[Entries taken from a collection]
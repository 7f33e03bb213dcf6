//! Scholar Parser - Article loading for the study pipeline
//!
//! Turns article files into the plain-text corpus consumed by the
//! extractors. Plain text and Markdown are read as-is; HTML is flattened
//! section by section with tags stripped and entities decoded.

pub mod html;

pub use html::{strip_html, HtmlParser};

use std::fmt;
use std::path::{Path, PathBuf};

use serde::{Deserialize, Serialize};
use thiserror::Error;

// ============================================================================
// Error Types
// ============================================================================

#[derive(Error, Debug)]
pub enum ParserError {
    /// No parser handles the file's extension
    #[error("Unsupported article format: {0}")]
    UnsupportedFormat(String),

    #[error("Cannot read article {path}")]
    IoError {
        path: PathBuf,
        #[source]
        source: std::io::Error,
    },

    /// Article bytes are not UTF-8
    #[error("Article is not valid UTF-8: {0}")]
    EncodingError(String),
}

pub type Result<T> = std::result::Result<T, ParserError>;

// ============================================================================
// Article Model
// ============================================================================

/// One headed part of an encyclopedia article
#[derive(Debug, Clone, PartialEq, Eq, Serialize, Deserialize)]
pub struct ArticleSection {
    /// Heading text; `None` for the lead
    pub title: Option<String>,

    /// Heading level, 1 for the lead
    pub level: u8,

    /// Section body, HTML or plain text
    pub content: String,
}

impl ArticleSection {
    /// Untitled lead-level section
    pub fn new(content: impl Into<String>) -> Self {
        ArticleSection {
            title: None,
            level: 1,
            content: content.into(),
        }
    }

    pub fn with_title(self, title: impl Into<String>) -> Self {
        ArticleSection {
            title: Some(title.into()),
            ..self
        }
    }

    pub fn with_level(self, level: u8) -> Self {
        ArticleSection { level, ..self }
    }

    /// Section body with markup removed
    pub fn plain_text(&self) -> String {
        strip_html(&self.content)
    }
}

/// Flatten article sections into one corpus, in section order
pub fn corpus_from_sections(sections: &[ArticleSection]) -> String {
    sections
        .iter()
        .map(ArticleSection::plain_text)
        .collect::<Vec<_>>()
        .join(" ")
}

/// Article formats recognised by extension
#[derive(Debug, Clone, Copy, PartialEq, Eq, Hash)]
pub enum ArticleFormat {
    PlainText,
    Markdown,
    Html,
}

impl ArticleFormat {
    /// Format for a file extension, case-insensitive
    pub fn from_extension(ext: &str) -> Option<Self> {
        match ext.to_ascii_lowercase().as_str() {
            "txt" | "text" => Some(ArticleFormat::PlainText),
            "md" | "markdown" => Some(ArticleFormat::Markdown),
            "html" | "htm" => Some(ArticleFormat::Html),
            _ => None,
        }
    }

    pub fn from_path(path: &Path) -> Option<Self> {
        path.extension()
            .and_then(|ext| ext.to_str())
            .and_then(Self::from_extension)
    }

    pub fn as_str(&self) -> &'static str {
        match self {
            ArticleFormat::PlainText => "text",
            ArticleFormat::Markdown => "markdown",
            ArticleFormat::Html => "html",
        }
    }
}

impl fmt::Display for ArticleFormat {
    fn fmt(&self, f: &mut fmt::Formatter<'_>) -> fmt::Result {
        f.write_str(self.as_str())
    }
}

/// A loaded article and the corpus the extractors read
#[derive(Debug, Clone)]
pub struct Article {
    pub source: PathBuf,
    pub format: ArticleFormat,

    /// Title declared by the article itself
    pub title: Option<String>,

    /// Headed sections; empty for unstructured text
    pub sections: Vec<ArticleSection>,

    /// Plain text handed to the extractors
    pub corpus: String,
}

impl Article {
    /// Unstructured article whose text is the corpus
    pub fn from_text(source: &Path, format: ArticleFormat, text: String) -> Self {
        Article {
            source: source.to_path_buf(),
            format,
            title: None,
            sections: Vec::new(),
            corpus: text,
        }
    }

    /// HTML article; the corpus is rebuilt from its sections
    pub fn from_sections(source: &Path, sections: Vec<ArticleSection>) -> Self {
        Article {
            source: source.to_path_buf(),
            format: ArticleFormat::Html,
            title: None,
            corpus: corpus_from_sections(&sections),
            sections,
        }
    }

    pub fn with_title(self, title: Option<String>) -> Self {
        Article { title, ..self }
    }

    /// Declared title, else the file stem
    pub fn title_or_stem(&self) -> Option<String> {
        self.title.clone().or_else(|| {
            self.source
                .file_stem()
                .and_then(|s| s.to_str())
                .map(str::to_string)
        })
    }

    pub fn word_count(&self) -> usize {
        self.corpus.split_whitespace().count()
    }

    pub fn is_blank(&self) -> bool {
        self.corpus.trim().is_empty()
    }
}

// ============================================================================
// Parsers
// ============================================================================

/// Loads one or more article formats
pub trait ArticleParser: Send + Sync {
    fn parse(&self, path: &Path) -> Result<Article>;

    /// Formats this parser accepts
    fn formats(&self) -> &'static [ArticleFormat];

    fn handles(&self, format: ArticleFormat) -> bool {
        self.formats().contains(&format)
    }
}

/// Read a file as UTF-8 text
pub(crate) fn read_text(path: &Path) -> Result<String> {
    let bytes = std::fs::read(path).map_err(|source| ParserError::IoError {
        path: path.to_path_buf(),
        source,
    })?;

    String::from_utf8(bytes)
        .map_err(|e| ParserError::EncodingError(format!("{}: {e}", path.display())))
}

/// Plain text and Markdown; a Markdown `# ` line supplies the title
pub struct PlainTextParser;

impl ArticleParser for PlainTextParser {
    fn parse(&self, path: &Path) -> Result<Article> {
        let text = read_text(path)?;
        let format = ArticleFormat::from_path(path).unwrap_or(ArticleFormat::PlainText);

        let title = match format {
            ArticleFormat::Markdown => text
                .lines()
                .find_map(|line| line.strip_prefix("# "))
                .map(|t| t.trim().to_string()),
            _ => None,
        };

        Ok(Article::from_text(path, format, text).with_title(title))
    }

    fn formats(&self) -> &'static [ArticleFormat] {
        &[ArticleFormat::PlainText, ArticleFormat::Markdown]
    }
}

/// Picks a parser by file extension
pub struct ParserRegistry {
    parsers: Vec<Box<dyn ArticleParser>>,
}

impl ParserRegistry {
    /// Registry with no parsers
    pub fn empty() -> Self {
        ParserRegistry {
            parsers: Vec::new(),
        }
    }

    /// Plain-text and HTML parsers
    pub fn with_defaults() -> Self {
        Self::empty()
            .with_parser(PlainTextParser)
            .with_parser(HtmlParser::new())
    }

    pub fn with_parser(mut self, parser: impl ArticleParser + 'static) -> Self {
        self.parsers.push(Box::new(parser));
        self
    }

    /// First registered parser that handles `format`
    pub fn parser_for(&self, format: ArticleFormat) -> Option<&dyn ArticleParser> {
        self.parsers
            .iter()
            .find(|p| p.handles(format))
            .map(|p| p.as_ref())
    }

    /// Load an article, choosing the parser from the extension
    pub fn load(&self, path: &Path) -> Result<Article> {
        let unsupported = || {
            let ext = path.extension().and_then(|e| e.to_str()).unwrap_or("none");
            ParserError::UnsupportedFormat(ext.to_string())
        };

        let format = ArticleFormat::from_path(path).ok_or_else(unsupported)?;
        let parser = self.parser_for(format).ok_or_else(unsupported)?;

        tracing::debug!(path = %path.display(), %format, "loading article");
        parser.parse(path)
    }
}

impl Default for ParserRegistry {
    fn default() -> Self {
        Self::with_defaults()
    }
}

[WHAT TO PRODUCE] Copy all lines above where "Option" is present.

[RESULT OF THIS EXERCISE]
    pub title: Option<String>,
    pub fn from_extension(ext: &str) -> Option<Self> {
    pub fn from_path(path: &Path) -> Option<Self> {
    pub title: Option<String>,
    pub fn with_title(self, title: Option<String>) -> Self {
    pub fn title_or_stem(&self) -> Option<String> {
    pub fn parser_for(&self, format: ArticleFormat) -> Option<&dyn ArticleParser> {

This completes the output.